TASK STATEMENT: Search the records for the string "impl" and copy every line where it turns up.

Recorded data
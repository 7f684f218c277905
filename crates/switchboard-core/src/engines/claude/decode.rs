use serde::Deserialize;
use serde_json::Value;

use super::types::{ClaudeContentBlock, ClaudeRecord, ClaudeUsage, MessageContent};
use crate::conversation::record::{flatten_result_content, into_arguments};
use crate::conversation::{ContentBlock, DecodeError, StreamRecord, TokenUsage};

/// Decode one line of Claude `stream-json` output.
pub fn decode_line(line: &str) -> Result<Option<StreamRecord>, DecodeError> {
    let line = line.trim();
    if line.is_empty() {
        return Ok(None);
    }
    let value: Value =
        serde_json::from_str(line).map_err(|e| DecodeError::new(format!("invalid JSON: {e}")))?;
    let record_type = value
        .get("type")
        .and_then(Value::as_str)
        .ok_or_else(|| DecodeError::new("record has no type discriminator"))?
        .to_string();
    let record = ClaudeRecord::deserialize(value)
        .map_err(|e| DecodeError::new(format!("bad {record_type} record: {e}")))?;

    Ok(Some(match record {
        ClaudeRecord::System {
            subtype,
            session_id,
            model,
        } => StreamRecord::System {
            subtype,
            engine_session_id: session_id,
            model,
        },
        ClaudeRecord::Assistant { message, .. } => StreamRecord::Assistant {
            message_id: message.id,
            blocks: convert_blocks(message.content),
            end_of_message: message.stop_reason.is_some(),
            usage: message.usage.map(convert_usage),
        },
        ClaudeRecord::User { message } => StreamRecord::User {
            blocks: convert_blocks(message.content),
        },
        ClaudeRecord::Result {
            subtype,
            is_error,
            result,
            total_cost_usd,
            usage,
        } => StreamRecord::Result {
            is_error: is_error || subtype.as_deref().is_some_and(|s| s.starts_with("error")),
            summary: result,
            usage: usage.map(convert_usage).unwrap_or_default(),
            cost_usd: total_cost_usd,
        },
        ClaudeRecord::Unknown => StreamRecord::Ignored { record_type },
    }))
}

fn convert_blocks(content: MessageContent) -> Vec<ContentBlock> {
    match content {
        MessageContent::Text(text) => vec![ContentBlock::Text(text)],
        MessageContent::Blocks(blocks) => blocks
            .into_iter()
            .filter_map(|block| match block {
                ClaudeContentBlock::Text { text } => Some(ContentBlock::Text(text)),
                ClaudeContentBlock::Thinking { thinking } => Some(ContentBlock::Thinking(thinking)),
                ClaudeContentBlock::ToolUse { id, name, input } => Some(ContentBlock::ToolUse {
                    id,
                    name,
                    input: into_arguments(input),
                }),
                ClaudeContentBlock::ToolResult {
                    tool_use_id,
                    content,
                    is_error,
                } => Some(ContentBlock::ToolResult {
                    tool_use_id,
                    content: flatten_result_content(&content),
                    is_error,
                }),
                ClaudeContentBlock::Other => None,
            })
            .collect(),
    }
}

fn convert_usage(usage: ClaudeUsage) -> TokenUsage {
    TokenUsage {
        input_tokens: usage.input_tokens,
        output_tokens: usage.output_tokens,
        cache_read_tokens: usage.cache_read_input_tokens,
        cache_creation_tokens: usage.cache_creation_input_tokens,
    }
}
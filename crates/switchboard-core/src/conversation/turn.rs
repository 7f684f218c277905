//! Turn types.
//!
//! A turn is one atomic entry in a session transcript: a message, a tool
//! invocation, a tool result, or metadata the core records about the run.

use chrono::{DateTime, Utc};
use serde::{Deserialize, Serialize};
use serde_json::{Map, Value};

use crate::session::SessionStatus;

#[derive(Debug, Clone, Copy, PartialEq, Eq, Hash, Serialize, Deserialize)]
#[serde(rename_all = "snake_case")]
pub enum Role {
    System,
    User,
    Assistant,
    ToolResult,
}

/// Token counts reported by an engine.
#[derive(Debug, Clone, Copy, Default, PartialEq, Eq, Serialize, Deserialize)]
#[serde(rename_all = "camelCase", default)]
pub struct TokenUsage {
    pub input_tokens: u64,
    pub output_tokens: u64,
    pub cache_read_tokens: u64,
    pub cache_creation_tokens: u64,
}

impl TokenUsage {
    pub fn total(&self) -> u64 {
        self.input_tokens
            .saturating_add(self.output_tokens)
            .saturating_add(self.cache_read_tokens)
            .saturating_add(self.cache_creation_tokens)
    }

    pub fn is_empty(&self) -> bool {
        self.total() == 0
    }

    fn accumulate(&mut self, other: &TokenUsage) {
        self.input_tokens = self.input_tokens.saturating_add(other.input_tokens);
        self.output_tokens = self.output_tokens.saturating_add(other.output_tokens);
        self.cache_read_tokens = self.cache_read_tokens.saturating_add(other.cache_read_tokens);
        self.cache_creation_tokens = self
            .cache_creation_tokens
            .saturating_add(other.cache_creation_tokens);
    }
}

/// Running per-session totals. Only ever grows.
#[derive(Debug, Clone, Copy, Default, PartialEq, Serialize, Deserialize)]
#[serde(rename_all = "camelCase", default)]
pub struct UsageTotals {
    pub tokens: TokenUsage,
    pub cost_usd: f64,
    pub runs: u32,
}

impl UsageTotals {
    /// Fold in the totals of one closed run.
    pub fn absorb(&mut self, usage: &TokenUsage, cost_usd: Option<f64>) {
        self.tokens.accumulate(usage);
        if let Some(cost) = cost_usd.filter(|c| c.is_finite() && *c > 0.0) {
            self.cost_usd += cost;
        }
        self.runs = self.runs.saturating_add(1);
    }
}

#[derive(Debug, Clone, PartialEq, Serialize, Deserialize)]
#[serde(rename_all = "camelCase")]
pub struct ToolInvocation {
    pub tool_name: String,
    pub arguments: Map<String, Value>,
    pub invocation_id: String,
}

#[derive(Debug, Clone, PartialEq, Eq, Serialize, Deserialize)]
#[serde(rename_all = "camelCase")]
pub struct ToolResult {
    pub invocation_id: String,
    pub output: String,
    pub is_error: bool,
}

/// Recoverable anomalies recorded in the transcript.
#[derive(Debug, Clone, Copy, PartialEq, Eq, Hash, Serialize, Deserialize)]
#[serde(rename_all = "camelCase")]
pub enum DiagnosticKind {
    MalformedStreamRecord,
    OrphanToolResult,
    SimulationParseError,
    EngineError,
    ProcessTerminatedUnexpectedly,
    ProcessSpawnFailure,
}

#[derive(Debug, Clone, PartialEq, Serialize, Deserialize)]
#[serde(tag = "kind", rename_all = "camelCase")]
pub enum TurnMetadata {
    #[serde(rename_all = "camelCase")]
    SessionStarted {
        engine_session_id: Option<String>,
        model: Option<String>,
    },
    Reasoning {
        text: String,
    },
    #[serde(rename_all = "camelCase")]
    StreamClosed {
        is_error: bool,
        summary: Option<String>,
        usage: TokenUsage,
        cost_usd: Option<f64>,
    },
    Diagnostic {
        diagnostic: DiagnosticKind,
        detail: String,
        raw: Option<String>,
    },
    Terminated {
        status: SessionStatus,
        reason: Option<String>,
    },
}

#[derive(Debug, Clone, PartialEq, Serialize, Deserialize)]
#[serde(tag = "type", content = "data", rename_all = "camelCase")]
pub enum TurnContent {
    Text(String),
    ToolInvocation(ToolInvocation),
    ToolResult(ToolResult),
    Metadata(TurnMetadata),
}

impl TurnContent {
    pub fn diagnostic(
        kind: DiagnosticKind,
        detail: impl Into<String>,
        raw: Option<String>,
    ) -> Self {
        TurnContent::Metadata(TurnMetadata::Diagnostic {
            diagnostic: kind,
            detail: detail.into(),
            raw,
        })
    }

    pub fn as_text(&self) -> Option<&str> {
        match self {
            TurnContent::Text(text) => Some(text),
            _ => None,
        }
    }
}

#[derive(Debug, Clone, PartialEq, Serialize, Deserialize)]
#[serde(rename_all = "camelCase")]
pub struct Turn {
    pub index: u64,
    pub role: Role,
    pub content: TurnContent,
    pub timestamp: DateTime<Utc>,
    pub token_usage: Option<TokenUsage>,
}

impl Turn {
    pub fn is_terminal(&self) -> bool {
        matches!(
            self.content,
            TurnContent::Metadata(TurnMetadata::StreamClosed { .. })
        )
    }

    pub fn diagnostic_kind(&self) -> Option<DiagnosticKind> {
        match &self.content {
            TurnContent::Metadata(TurnMetadata::Diagnostic { diagnostic, .. }) => Some(*diagnostic),
            _ => None,
        }
    }
}
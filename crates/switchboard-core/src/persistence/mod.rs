//! Reference storage for session summaries and checkpoint records.
//!
//! The core never requires this module; a storage layer can hand the flat
//! records to any backend. These helpers write one JSON file per record
//! using write-then-rename.

mod records;
mod store;

pub use records::{CheckpointRecord, SessionSummary};
pub use store::{
    load_checkpoint_record, load_checkpoint_records, load_session_summary,
    save_checkpoint_record, save_session_summary, PersistenceError,
};
//! Rolling window of recent record fingerprints.

use std::collections::hash_map::DefaultHasher;
use std::collections::VecDeque;
use std::hash::{Hash, Hasher};
use std::time::{Duration, Instant};

#[derive(Debug)]
pub struct DedupWindow {
    capacity: usize,
    ttl: Duration,
    recent: VecDeque<(u64, Instant)>,
}

impl DedupWindow {
    pub fn new(capacity: usize, ttl: Duration) -> Self {
        Self {
            capacity: capacity.max(1),
            ttl,
            recent: VecDeque::with_capacity(capacity.max(1)),
        }
    }

    /// True if `raw` was not seen inside the window; records it either way.
    pub fn admit(&mut self, raw: &str) -> bool {
        self.admit_at(raw, Instant::now())
    }

    fn admit_at(&mut self, raw: &str, now: Instant) -> bool {
        let trimmed = raw.trim();
        if trimmed.is_empty() {
            return true;
        }
        while let Some((_, seen)) = self.recent.front() {
            if now.duration_since(*seen) > self.ttl {
                self.recent.pop_front();
            } else {
                break;
            }
        }

        let fingerprint = fingerprint(trimmed);
        if self.recent.iter().any(|(fp, _)| *fp == fingerprint) {
            return false;
        }
        if self.recent.len() == self.capacity {
            self.recent.pop_front();
        }
        self.recent.push_back((fingerprint, now));
        true
    }

    pub fn len(&self) -> usize {
        self.recent.len()
    }

    pub fn is_empty(&self) -> bool {
        self.recent.is_empty()
    }

    pub fn clear(&mut self) {
        self.recent.clear();
    }
}

fn fingerprint(raw: &str) -> u64 {
    let mut hasher = DefaultHasher::new();
    raw.hash(&mut hasher);
    hasher.finish()
}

ANSWER TO THE PROBLEM:
impl TokenUsage {
impl UsageTotals {
impl TurnContent {
        detail: impl Into<String>,
impl Turn {
impl DedupWindow {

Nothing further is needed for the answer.